Our Root Cause Analysis
Framework & Process

Root cause analysis is the process of identifying the deepest drivers of your organisational problems and developing solutions to deal with the causes at the root level to prevent them from recurring. It fosters a performance and mature risk culture by:

  • Identifying and addressing the underlying causes of problems rather than just the symptoms.

  • Encouraging a learning and improvement mindset, rather than a blame culture.

  • Promoting a proactive and preventive approach to issues rather than a reactive one.

  • Providing assurance to stakeholders on how issues are being managed and mitigated for the long term.

Our Cause-X RCA Framework

A great root cause analysis starts at the core, considering operational elements before delving into the cultural & behavioural drivers. Operational causes are more proximate causes of an issue. Identifying and dealing with them first, allows an organisation to triage the symptoms and “stop the bleeding”.
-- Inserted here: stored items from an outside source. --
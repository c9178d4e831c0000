//! Legal entity endpoints

use axum::{
    extract::{Path, State},
    http::StatusCode,
    Json,
};

use crate::{
    error::AppResult,
    models::company::{CreateLegalEntity, LegalEntity, UpdateLegalEntity},
    AppState,
};

use super::AuthenticatedUser;

/// List legal entities
#[utoipa::path(
    get,
    path = "/companies",
    tag = "companies",
    security(("bearer_auth" = [])),
    responses(
        (status = 200, description = "Legal entities", body = Vec<LegalEntity>)
    )
)]
pub async fn list_companies(
    State(state): State<AppState>,
    AuthenticatedUser(claims): AuthenticatedUser,
) -> AppResult<Json<Vec<LegalEntity>>> {
    claims.require_read()?;
    let entities = state.services.companies.list().await?;
    Ok(Json(entities))
}

/// Get one legal entity
#[utoipa::path(
    get,
    path = "/companies/{id}",
    tag = "companies",
    security(("bearer_auth" = [])),
    params(("id" = i32, Path, description = "Legal entity ID")),
    responses(
        (status = 200, description = "Legal entity", body = LegalEntity),
        (status = 404, description = "Entity not found")
    )
)]
pub async fn get_company(
    State(state): State<AppState>,
    AuthenticatedUser(claims): AuthenticatedUser,
    Path(id): Path<i32>,
) -> AppResult<Json<LegalEntity>> {
    claims.require_read()?;
    let entity = state.services.companies.get(id).await?;
    Ok(Json(entity))
}

/// Register a legal entity
#[utoipa::path(
    post,
    path = "/companies",
    tag = "companies",
    security(("bearer_auth" = [])),
    request_body = CreateLegalEntity,
    responses(
        (status = 201, description = "Entity created", body = LegalEntity),
        (status = 400, description = "Invalid payload")
    )
)]
pub async fn create_company(
    State(state): State<AppState>,
    AuthenticatedUser(claims): AuthenticatedUser,
    Json(request): Json<CreateLegalEntity>,
) -> AppResult<(StatusCode, Json<LegalEntity>)> {
    claims.require_write()?;
    let entity = state.services.companies.create(request).await?;
    Ok((StatusCode::CREATED, Json(entity)))
}

/// Update a legal entity
#[utoipa::path(
    put,
    path = "/companies/{id}",
    tag = "companies",
    security(("bearer_auth" = [])),
    params(("id" = i32, Path, description = "Legal entity ID")),
    request_body = UpdateLegalEntity,
    responses(
        (status = 200, description = "Entity updated", body = LegalEntity),
        (status = 404, description = "Entity not found")
    )
)]
pub async fn update_company(
    State(state): State<AppState>,
    AuthenticatedUser(claims): AuthenticatedUser,
    Path(id): Path<i32>,
    Json(request): Json<UpdateLegalEntity>,
) -> AppResult<Json<LegalEntity>> {
    claims.require_write()?;
    let entity = state.services.companies.update(id, request).await?;
    Ok(Json(entity))
}

/// Make a legal entity the document default
#[utoipa::path(
    post,
    path = "/companies/{id}/default",
    tag = "companies",
    security(("bearer_auth" = [])),
    params(("id" = i32, Path, description = "Legal entity ID")),
    responses(
        (status = 200, description = "Entity set as default", body = LegalEntity),
        (status = 404, description = "Entity not found")
    )
)]
pub async fn set_default_company(
    State(state): State<AppState>,
    AuthenticatedUser(claims): AuthenticatedUser,
    Path(id): Path<i32>,
) -> AppResult<Json<LegalEntity>> {
    claims.require_write()?;
    let entity = state.services.companies.set_default(id).await?;
    Ok(Json(entity))
}

/// Delete a legal entity
#[utoipa::path(
    delete,
    path = "/companies/{id}",
    tag = "companies",
    security(("bearer_auth" = [])),
    params(("id" = i32, Path, description = "Legal entity ID")),
    responses(
        (status = 204, description = "Entity deleted"),
        (status = 404, description = "Entity not found"),
        (status = 422, description = "Entity is the default")
    )
)]
pub async fn delete_company(
    State(state): State<AppState>,
    AuthenticatedUser(claims): AuthenticatedUser,
    Path(id): Path<i32>,
) -> AppResult<StatusCode> {
    claims.require_write()?;
    state.services.companies.delete(id).await?;
    Ok(StatusCode::NO_CONTENT)
}
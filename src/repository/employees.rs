//! Employees repository

use chrono::Utc;
use sqlx::{Pool, Postgres};

use crate::{
    error::{AppError, AppResult},
    models::employee::{CreateEmployee, Employee, EmployeeQuery, UpdateEmployee},
};

#[derive(Clone)]
pub struct EmployeesRepository {
    pool: Pool<Postgres>,
}

impl EmployeesRepository {
    pub fn new(pool: Pool<Postgres>) -> Self {
        Self { pool }
    }

    /// List employees with optional filters
    pub async fn list(&self, query: &EmployeeQuery) -> AppResult<Vec<Employee>> {
        let mut conditions = Vec::new();
        let mut params: Vec<String> = Vec::new();

        if let Some(ref name) = query.name {
            params.push(format!("%{}%", name.to_lowercase()));
            conditions.push(format!("LOWER(name) LIKE ${}", params.len()));
        }
        if let Some(department_id) = query.department_id {
            conditions.push(format!("department_id = {}", department_id));
        }
        if let Some(active) = query.active {
            conditions.push(format!("is_active = {}", active));
        }

        let where_clause = if conditions.is_empty() {
            String::new()
        } else {
            format!("WHERE {}", conditions.join(" AND "))
        };

        let select_query = format!("SELECT * FROM employees {} ORDER BY name", where_clause);
        let mut builder = sqlx::query_as::<_, Employee>(&select_query);
        for param in &params {
            builder = builder.bind(param);
        }
        Ok(builder.fetch_all(&self.pool).await?)
    }

    /// Get employee by ID
    pub async fn get_by_id(&self, id: i32) -> AppResult<Employee> {
        sqlx::query_as::<_, Employee>("SELECT * FROM employees WHERE id = $1")
            .bind(id)
            .fetch_optional(&self.pool)
            .await?
            .ok_or_else(|| AppError::NotFound(format!("Employee {} not found", id)))
    }

    /// Create employee
    pub async fn create(&self, data: &CreateEmployee) -> AppResult<Employee> {
        let row = sqlx::query_as::<_, Employee>(
            r#"
            INSERT INTO employees (name, email, registration_number, department_id, position)
            VALUES ($1, $2, $3, $4, $5)
            RETURNING *
            "#,
        )
        .bind(&data.name)
        .bind(&data.email)
        .bind(&data.registration_number)
        .bind(data.department_id)
        .bind(&data.position)
        .fetch_one(&self.pool)
        .await?;
        Ok(row)
    }

    /// Update employee
    pub async fn update(&self, id: i32, data: &UpdateEmployee) -> AppResult<Employee> {
        let now = Utc::now();
        let mut sets = vec!["modif_date = $1".to_string()];
        let mut idx = 2;

        macro_rules! add_field {
            ($field:expr, $name:expr) => {
                if $field.is_some() {
                    sets.push(format!("{} = ${}", $name, idx));
                    idx += 1;
                }
            };
        }

        add_field!(data.name, "name");
        add_field!(data.email, "email");
        add_field!(data.registration_number, "registration_number");
        add_field!(data.department_id, "department_id");
        add_field!(data.position, "position");
        add_field!(data.is_active, "is_active");

        let query = format!(
            "UPDATE employees SET {} WHERE id = {} RETURNING *",
            sets.join(", "),
            id
        );

        let mut builder = sqlx::query_as::<_, Employee>(&query).bind(now);

        macro_rules! bind_field {
            ($field:expr) => {
                if let Some(ref val) = $field {
                    builder = builder.bind(val);
                }
            };
        }

        bind_field!(data.name);
        bind_field!(data.email);
        bind_field!(data.registration_number);
        bind_field!(data.department_id);
        bind_field!(data.position);
        bind_field!(data.is_active);

        builder
            .fetch_optional(&self.pool)
            .await?
            .ok_or_else(|| AppError::NotFound(format!("Employee {} not found", id)))
    }

    /// Delete employee
    pub async fn delete(&self, id: i32) -> AppResult<()> {
        let result = sqlx::query("DELETE FROM employees WHERE id = $1")
            .bind(id)
            .execute(&self.pool)
            .await?;
        if result.rows_affected() == 0 {
            return Err(AppError::NotFound(format!("Employee {} not found", id)));
        }
        Ok(())
    }

    /// Insert-or-update by explicit id (workbook import). Returns true
    /// when a new row was inserted.
    pub async fn upsert_imported(
        &self,
        id: i32,
        data: &CreateEmployee,
        is_active: bool,
    ) -> AppResult<bool> {
        let inserted: bool = sqlx::query_scalar(
            r#"
            INSERT INTO employees (id, name, email, registration_number, department_id, position, is_active)
            VALUES ($1, $2, $3, $4, $5, $6, $7)
            ON CONFLICT (id) DO UPDATE SET
                name = EXCLUDED.name,
                email = EXCLUDED.email,
                registration_number = EXCLUDED.registration_number,
                department_id = EXCLUDED.department_id,
                position = EXCLUDED.position,
                is_active = EXCLUDED.is_active,
                modif_date = NOW()
            RETURNING (xmax = 0)
            "#,
        )
        .bind(id)
        .bind(&data.name)
        .bind(&data.email)
        .bind(&data.registration_number)
        .bind(data.department_id)
        .bind(&data.position)
        .bind(is_active)
        .fetch_one(&self.pool)
        .await?;
        Ok(inserted)
    }

    /// Realign the id sequence after imports with explicit ids
    pub async fn fix_sequence(&self) -> AppResult<()> {
        sqlx::query("SELECT setval('employees_id_seq', GREATEST((SELECT COALESCE(MAX(id), 1) FROM employees), 1))")
            .execute(&self.pool)
            .await?;
        Ok(())
    }

    /// Total number of employees (for stats)
    pub async fn count_total(&self) -> AppResult<i64> {
        let count: i64 = sqlx::query_scalar("SELECT COUNT(*) FROM employees WHERE is_active")
            .fetch_one(&self.pool)
            .await?;
        Ok(count)
    }
}
//! Repository layer for database operations

pub mod accounting;
pub mod assets;
pub mod audits;
pub mod companies;
pub mod departments;
pub mod employees;
pub mod maintenance;
pub mod requests;
pub mod settings;
pub mod users;

use sqlx::{Pool, Postgres};

/// Main repository struct holding database connection pool
#[derive(Clone)]
pub struct Repository {
    pub pool: Pool<Postgres>,
    pub assets: assets::AssetsRepository,
    pub employees: employees::EmployeesRepository,
    pub departments: departments::DepartmentsRepository,
    pub requests: requests::RequestsRepository,
    pub users: users::UsersRepository,
    pub maintenance: maintenance::MaintenanceRepository,
    pub audits: audits::AuditsRepository,
    pub accounting: accounting::AccountingRepository,
    pub companies: companies::CompaniesRepository,
    pub settings: settings::SettingsRepository,
}

impl Repository {
    /// Create a new repository with the given database pool
    pub fn new(pool: Pool<Postgres>) -> Self {
        Self {
            assets: assets::AssetsRepository::new(pool.clone()),
            employees: employees::EmployeesRepository::new(pool.clone()),
            departments: departments::DepartmentsRepository::new(pool.clone()),
            requests: requests::RequestsRepository::new(pool.clone()),
            users: users::UsersRepository::new(pool.clone()),
            maintenance: maintenance::MaintenanceRepository::new(pool.clone()),
            audits: audits::AuditsRepository::new(pool.clone()),
            accounting: accounting::AccountingRepository::new(pool.clone()),
            companies: companies::CompaniesRepository::new(pool.clone()),
            settings: settings::SettingsRepository::new(pool.clone()),
            pool,
        }
    }
}
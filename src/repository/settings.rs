//! System configuration repository

use sqlx::{Pool, Postgres};

use crate::{error::AppResult, models::settings::SystemConfig};

#[derive(Clone)]
pub struct SettingsRepository {
    pool: Pool<Postgres>,
}

impl SettingsRepository {
    pub fn new(pool: Pool<Postgres>) -> Self {
        Self { pool }
    }

    /// All settings rows
    pub async fn get_all(&self) -> AppResult<Vec<SystemConfig>> {
        let rows = sqlx::query_as::<_, SystemConfig>("SELECT * FROM system_configs ORDER BY key")
            .fetch_all(&self.pool)
            .await?;
        Ok(rows)
    }

    /// One setting value, if present
    pub async fn get(&self, key: &str) -> AppResult<Option<String>> {
        let value: Option<Option<String>> =
            sqlx::query_scalar("SELECT value FROM system_configs WHERE key = $1")
                .bind(key)
                .fetch_optional(&self.pool)
                .await?;
        Ok(value.flatten())
    }

    /// Insert or replace one setting
    pub async fn upsert(&self, key: &str, value: Option<&str>) -> AppResult<()> {
        sqlx::query(
            r#"
            INSERT INTO system_configs (key, value)
            VALUES ($1, $2)
            ON CONFLICT (key) DO UPDATE SET value = EXCLUDED.value
            "#,
        )
        .bind(key)
        .bind(value)
        .execute(&self.pool)
        .await?;
        Ok(())
    }
}
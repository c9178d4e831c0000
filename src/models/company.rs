//! Legal entity (billing company) model

use serde::{Deserialize, Serialize};
use sqlx::FromRow;
use utoipa::ToSchema;
use validator::Validate;

/// Legal entity stamped on generated documents
#[derive(Debug, Clone, Serialize, Deserialize, FromRow, ToSchema)]
pub struct LegalEntity {
    pub id: i32,
    pub corporate_name: String,
    pub trade_name: Option<String>,
    /// CNPJ
    pub tax_id: String,
    pub address: Option<String>,
    pub city: Option<String>,
    pub state: Option<String>,
    pub zip_code: Option<String>,
    pub is_default: bool,
}

/// Create legal entity request
#[derive(Debug, Deserialize, Validate, ToSchema)]
pub struct CreateLegalEntity {
    #[validate(length(min = 1, message = "Corporate name is required"))]
    pub corporate_name: String,
    pub trade_name: Option<String>,
    #[validate(length(min = 1, message = "Tax id is required"))]
    pub tax_id: String,
    pub address: Option<String>,
    pub city: Option<String>,
    pub state: Option<String>,
    pub zip_code: Option<String>,
    pub is_default: Option<bool>,
}

/// Update legal entity request
#[derive(Debug, Deserialize, ToSchema)]
pub struct UpdateLegalEntity {
    pub corporate_name: Option<String>,
    pub trade_name: Option<String>,
    pub tax_id: Option<String>,
    pub address: Option<String>,
    pub city: Option<String>,
    pub state: Option<String>,
    pub zip_code: Option<String>,
}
However merely dealing with operational causes will not necessarily prevent similar issues from recurring in the future. Accordingly, an organisation needs to also identify and remediate the more elusive cultural & behavioural root causes too.

Our Cause-X RCA Process sets out a complete approach to root cause analysis and remediation. It includes our approach to:

  • Applying the Cause-X RCA Framework

  • Preliminary scoping

  • Avoiding conflicts of interest

  • Conducting investigations

  • Creating cause and effect diagrams

  • Validating causes

  • Verifying the depth and sufficiency of analysis

  • Ensuring remediation is actionable and sustainable

  • Reporting and communications

Why is your root cause analysis approach limited in practice ?

No Comprehensive Framework

Root cause analysis is often an incremental extension of incident and breach management processes. Incident and breach management is focused on finding the immediate cause, treating the symptoms, tracking rectification, and reporting to stakeholders and regulators. The immediate cause identified however is typically a symptom of deeper root causes.

Where root cause analysis is undertaken, it is often ad hoc, with no guidance beyond applying the “Five Why’s” technique. On its own Five Whys provides mixed results because it is not repeatable and not multi-faceted. Each iteration of questions is only as good as the preceding cause identified, leaving the potential for gaps, dependant on the path the analysis takes.

Time Consuming

Root cause analysis is often undertaken by capacity constrained employees who are focused on treating the symptoms, rather than undertaking deep corporate introspection.

In the short run, getting on with it to “stop the bleeding” is tactically correct. In the longer run, strategically the aim is to also prevent recurrence of similar issues which is what proper root cause analysis affords.

Conflicts of Interest

Root cause analysis is often undertaken by employees from within the same business unit implicated in the problem or issue. Whilst root cause analysis is not about blame, it is incredibly difficult to be introspective and delve into cultural and behavioural drivers without fear of retribution from peers and managers. Safer to blame the tools, systems, processes, etc.

In essence, there are often latent and patent conflicts of interest. Even consulting firms have biases especially when analysis impacts existing or potential consulting mandates.

Limited Experience

Root cause analysis requires experience and maturity. Too often employees conducting root cause analysis are junior, have a narrow field of expertise and/or have not been trained in in it. Analysts require training, gravitas, maturity, and experience to constructively challenge and uncover the root causes of a problem or issue, particularly the cultural and behavioural causes.